Annotate heatmap with value from Pandas dataframe
Question:
I would like to annotate a heatmap with the values that I pass from a dataframe into the function below. I have looked at matplotlib.text but have not been able to get the values from my dataframe in a desired way in my heatmap. I have pasted in my function for generating a heatmap below, after that my dataframe and the output from the heatmap call.

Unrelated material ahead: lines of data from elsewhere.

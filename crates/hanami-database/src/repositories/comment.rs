//! Comment repository — the collaborator boundary of the deletion cascade.
//!
//! The comment subsystem proper lives elsewhere; the account core only
//! needs to remove a user's comments inside the same transaction that
//! removes the user row.

use sqlx::{PgConnection, PgPool};

use hanami_core::error::{AppError, ErrorKind};
use hanami_core::result::AppResult;
use hanami_entity::comment::Comment;

/// Repository for comment records.
#[derive(Debug, Clone)]
pub struct CommentRepository {
    pool: PgPool,
}

impl CommentRepository {
    /// Create a new comment repository.
    pub fn new(pool: PgPool) -> Self {
        Self { pool }
    }

    /// Create a comment.
    pub async fn create(&self, user_id: i64, anime_id: i64, content: &str) -> AppResult<Comment> {
        sqlx::query_as::<_, Comment>(
            "INSERT INTO comments (user_id, anime_id, content) \
             VALUES ($1, $2, $3) \
             RETURNING *",
        )
        .bind(user_id)
        .bind(anime_id)
        .bind(content)
        .fetch_one(&self.pool)
        .await
        .map_err(|e| AppError::with_source(ErrorKind::Database, "Failed to create comment", e))
    }

    /// Count comments authored by the given user.
    pub async fn count_by_user(&self, user_id: i64) -> AppResult<i64> {
        sqlx::query_scalar("SELECT COUNT(*) FROM comments WHERE user_id = $1")
            .bind(user_id)
            .fetch_one(&self.pool)
            .await
            .map_err(|e| AppError::with_source(ErrorKind::Database, "Failed to count comments", e))
    }

    /// Remove all comments authored by the given user, on the caller's
    /// connection. Runs inside the user-deletion transaction so the
    /// cascade is all-or-nothing.
    pub async fn delete_by_user(conn: &mut PgConnection, user_id: i64) -> AppResult<u64> {
        let result = sqlx::query("DELETE FROM comments WHERE user_id = $1")
            .bind(user_id)
            .execute(&mut *conn)
            .await
            .map_err(|e| {
                AppError::with_source(ErrorKind::Database, "Failed to delete user comments", e)
            })?;

        Ok(result.rows_affected())
    }
}
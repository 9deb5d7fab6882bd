//! Authentication configuration.

use std::fmt;

use serde::{Deserialize, Serialize};

/// Authentication and token configuration.
///
/// The signing secret is process-wide, loaded once at startup, and passed
/// into the token service constructor — there is no global lookup.
#[derive(Clone, Serialize, Deserialize)]
pub struct AuthConfig {
    /// Secret key for token signing (HMAC-SHA256). Environment-provided in
    /// production; never logged.
    #[serde(default = "default_jwt_secret")]
    pub jwt_secret: String,
    /// Token validity window in hours.
    #[serde(default = "default_token_ttl")]
    pub token_ttl_hours: u64,
}

// Hand-written so the signing secret cannot leak through debug logging.
impl fmt::Debug for AuthConfig {
    fn fmt(&self, f: &mut fmt::Formatter<'_>) -> fmt::Result {
        f.debug_struct("AuthConfig")
            .field("jwt_secret", &"****")
            .field("token_ttl_hours", &self.token_ttl_hours)
            .finish()
    }
}

fn default_jwt_secret() -> String {
    "CHANGE_ME_IN_PRODUCTION".to_string()
}

fn default_token_ttl() -> u64 {
    24
}
//! User entity and permission level definitions.

pub mod model;
pub mod permission;

pub use model::{NewUser, User};
//! Comment entity model.

use chrono::{DateTime, Utc};
use serde::{Deserialize, Serialize};
use sqlx::FromRow;

/// A comment left by a user on a catalog entry.
#[derive(Debug, Clone, Serialize, Deserialize, FromRow)]
pub struct Comment {
    /// Unique comment identifier.
    pub id: i64,
    /// Author; removed together with the user by the deletion cascade.
    pub user_id: i64,
    /// The catalog entry this comment belongs to.
    pub anime_id: i64,
    /// Comment body.
    pub content: String,
    /// When the comment was created.
    pub created_at: DateTime<Utc>,
}
//! User repository — the persistence boundary for user records.
//!
//! Identifiers are dense integers with gap reuse: `find_gap_id` scans for
//! the lowest unused value below the current maximum, and `insert` accepts
//! that value explicitly. Two concurrent registrations can observe the same
//! gap; the primary-key constraint makes the loser fail with a conflict the
//! caller resolves by rescanning, not by cross-request locking.

use sqlx::PgPool;
use tracing::debug;

use hanami_core::error::{AppError, ErrorKind};
use hanami_core::result::AppResult;
use hanami_entity::user::{NewUser, User};

use super::comment::CommentRepository;

/// Conflict message used when an explicitly-chosen identifier lost the
/// gap race. Callers match on this to distinguish a retryable identifier
/// collision from a duplicate username/email.
pub const IDENTIFIER_CONFLICT: &str = "User identifier was claimed concurrently";

/// Repository for user CRUD and query operations.
#[derive(Debug, Clone)]
pub struct UserRepository {
    pool: PgPool,
}

impl UserRepository {
    /// Create a new user repository.
    pub fn new(pool: PgPool) -> Self {
        Self { pool }
    }

    /// Find a user by primary key.
    pub async fn find_by_id(&self, id: i64) -> AppResult<Option<User>> {
        sqlx::query_as::<_, User>("SELECT * FROM users WHERE id = $1")
            .bind(id)
            .fetch_optional(&self.pool)
            .await
            .map_err(|e| AppError::with_source(ErrorKind::Database, "Failed to find user by id", e))
    }

    /// Find a user by exact username, credential digest included.
    pub async fn find_by_username(&self, username: &str) -> AppResult<Option<User>> {
        sqlx::query_as::<_, User>("SELECT * FROM users WHERE username = $1")
            .bind(username)
            .fetch_optional(&self.pool)
            .await
            .map_err(|e| {
                AppError::with_source(ErrorKind::Database, "Failed to find user by username", e)
            })
    }

    /// Find the lowest unused identifier strictly below the current
    /// maximum, if any. Identifiers freed by deletions are reused instead
    /// of growing the key space without bound.
    pub async fn find_gap_id(&self) -> AppResult<Option<i64>> {
        sqlx::query_scalar::<_, i64>(
            "SELECT candidate FROM ( \
                 SELECT 1::BIGINT AS candidate \
                 UNION ALL \
                 SELECT id + 1 FROM users \
             ) AS gaps \
             WHERE candidate NOT IN (SELECT id FROM users) \
               AND candidate < (SELECT COALESCE(MAX(id), 0) FROM users) \
             ORDER BY candidate \
             LIMIT 1",
        )
        .fetch_optional(&self.pool)
        .await
        .map_err(|e| AppError::with_source(ErrorKind::Database, "Failed to scan for gap id", e))
    }

    /// Insert a new user, with the given identifier if a gap was found,
    /// otherwise with an identity-assigned one.
    ///
    /// The id column is `GENERATED BY DEFAULT AS IDENTITY`: explicit ids
    /// only ever fill gaps below the current maximum, so the sequence
    /// backing identity assignment never collides with them.
    pub async fn insert(&self, data: &NewUser, explicit_id: Option<i64>) -> AppResult<User> {
        let query = match explicit_id {
            Some(id) => sqlx::query_as::<_, User>(
                "INSERT INTO users (id, username, email, password_hash, display_name, remarks, permission) \
                 VALUES ($1, $2, $3, $4, $5, $6, $7) \
                 RETURNING *",
            )
            .bind(id),
            None => sqlx::query_as::<_, User>(
                "INSERT INTO users (username, email, password_hash, display_name, remarks, permission) \
                 VALUES ($1, $2, $3, $4, $5, $6) \
                 RETURNING *",
            ),
        };

        query
            .bind(&data.username)
            .bind(&data.email)
            .bind(&data.password_hash)
            .bind(&data.display_name)
            .bind(&data.remarks)
            .bind(data.permission)
            .fetch_one(&self.pool)
            .await
            .map_err(|e| match e {
                sqlx::Error::Database(ref db_err)
                    if db_err.constraint() == Some("users_username_key") =>
                {
                    AppError::conflict(format!("Username '{}' already exists", data.username))
                }
                sqlx::Error::Database(ref db_err)
                    if db_err.constraint() == Some("users_email_key") =>
                {
                    AppError::conflict("Email already in use".to_string())
                }
                sqlx::Error::Database(ref db_err) if db_err.constraint() == Some("users_pkey") => {
                    AppError::conflict(IDENTIFIER_CONFLICT)
                }
                _ => AppError::with_source(ErrorKind::Database, "Failed to insert user", e),
            })
    }

    /// Remove a user together with their comments, atomically.
    ///
    /// Both deletes run in one transaction: if the comment delete fails,
    /// the user row stays. Returns whether the user row was actually
    /// removed; zero rows affected is reported as `false`, not an error.
    pub async fn delete_cascade(&self, user_id: i64) -> AppResult<bool> {
        let mut tx = self.pool.begin().await.map_err(|e| {
            AppError::with_source(ErrorKind::Database, "Failed to begin transaction", e)
        })?;

        let removed_comments = CommentRepository::delete_by_user(&mut tx, user_id).await?;

        let result = sqlx::query("DELETE FROM users WHERE id = $1")
            .bind(user_id)
            .execute(&mut *tx)
            .await
            .map_err(|e| AppError::with_source(ErrorKind::Database, "Failed to delete user", e))?;

        tx.commit().await.map_err(|e| {
            AppError::with_source(ErrorKind::Database, "Failed to commit cascade delete", e)
        })?;

        debug!(
            user_id,
            removed_comments,
            removed_user = result.rows_affected() > 0,
            "Cascade delete committed"
        );

        Ok(result.rows_affected() > 0)
    }

    /// Update a user's stored avatar filename.
    pub async fn update_avatar(&self, user_id: i64, filename: &str) -> AppResult<()> {
        let result =
            sqlx::query("UPDATE users SET avatar = $2, updated_at = NOW() WHERE id = $1")
                .bind(user_id)
                .bind(filename)
                .execute(&self.pool)
                .await
                .map_err(|e| {
                    AppError::with_source(ErrorKind::Database, "Failed to update avatar", e)
                })?;

        if result.rows_affected() == 0 {
            return Err(AppError::not_found(format!("User {user_id} not found")));
        }
        Ok(())
    }

    /// Update a user's permission level.
    pub async fn update_permission(&self, user_id: i64, permission: i32) -> AppResult<User> {
        sqlx::query_as::<_, User>(
            "UPDATE users SET permission = $2, updated_at = NOW() WHERE id = $1 RETURNING *",
        )
        .bind(user_id)
        .bind(permission)
        .fetch_optional(&self.pool)
        .await
        .map_err(|e| AppError::with_source(ErrorKind::Database, "Failed to update permission", e))?
        .ok_or_else(|| AppError::not_found(format!("User {user_id} not found")))
    }

    /// List users ordered by identifier.
    pub async fn find_all(&self, limit: i64, offset: i64) -> AppResult<Vec<User>> {
        sqlx::query_as::<_, User>("SELECT * FROM users ORDER BY id ASC LIMIT $1 OFFSET $2")
            .bind(limit)
            .bind(offset)
            .fetch_all(&self.pool)
            .await
            .map_err(|e| AppError::with_source(ErrorKind::Database, "Failed to list users", e))
    }

    /// Count total users.
    pub async fn count(&self) -> AppResult<u64> {
        let count: i64 = sqlx::query_scalar("SELECT COUNT(*) FROM users")
            .fetch_one(&self.pool)
            .await
            .map_err(|e| AppError::with_source(ErrorKind::Database, "Failed to count users", e))?;
        Ok(count as u64)
    }
}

I would like to plot each value from my dataframe in the center of each cell in the heatmap.
Function for generating a heatmap:
import matplotlib as mpl
import matplotlib.pyplot as plt
import matplotlib.colors as mcolors
def heatmap_binary(df,
edgecolors='w',
#cmap=mpl.cm.RdYlGn,
log=False):
width = len(df.columns)/7*10
height = len(df.index)/7*10
fig, ax = plt.subplots(figsize=(20,10))#(figsize=(width,height))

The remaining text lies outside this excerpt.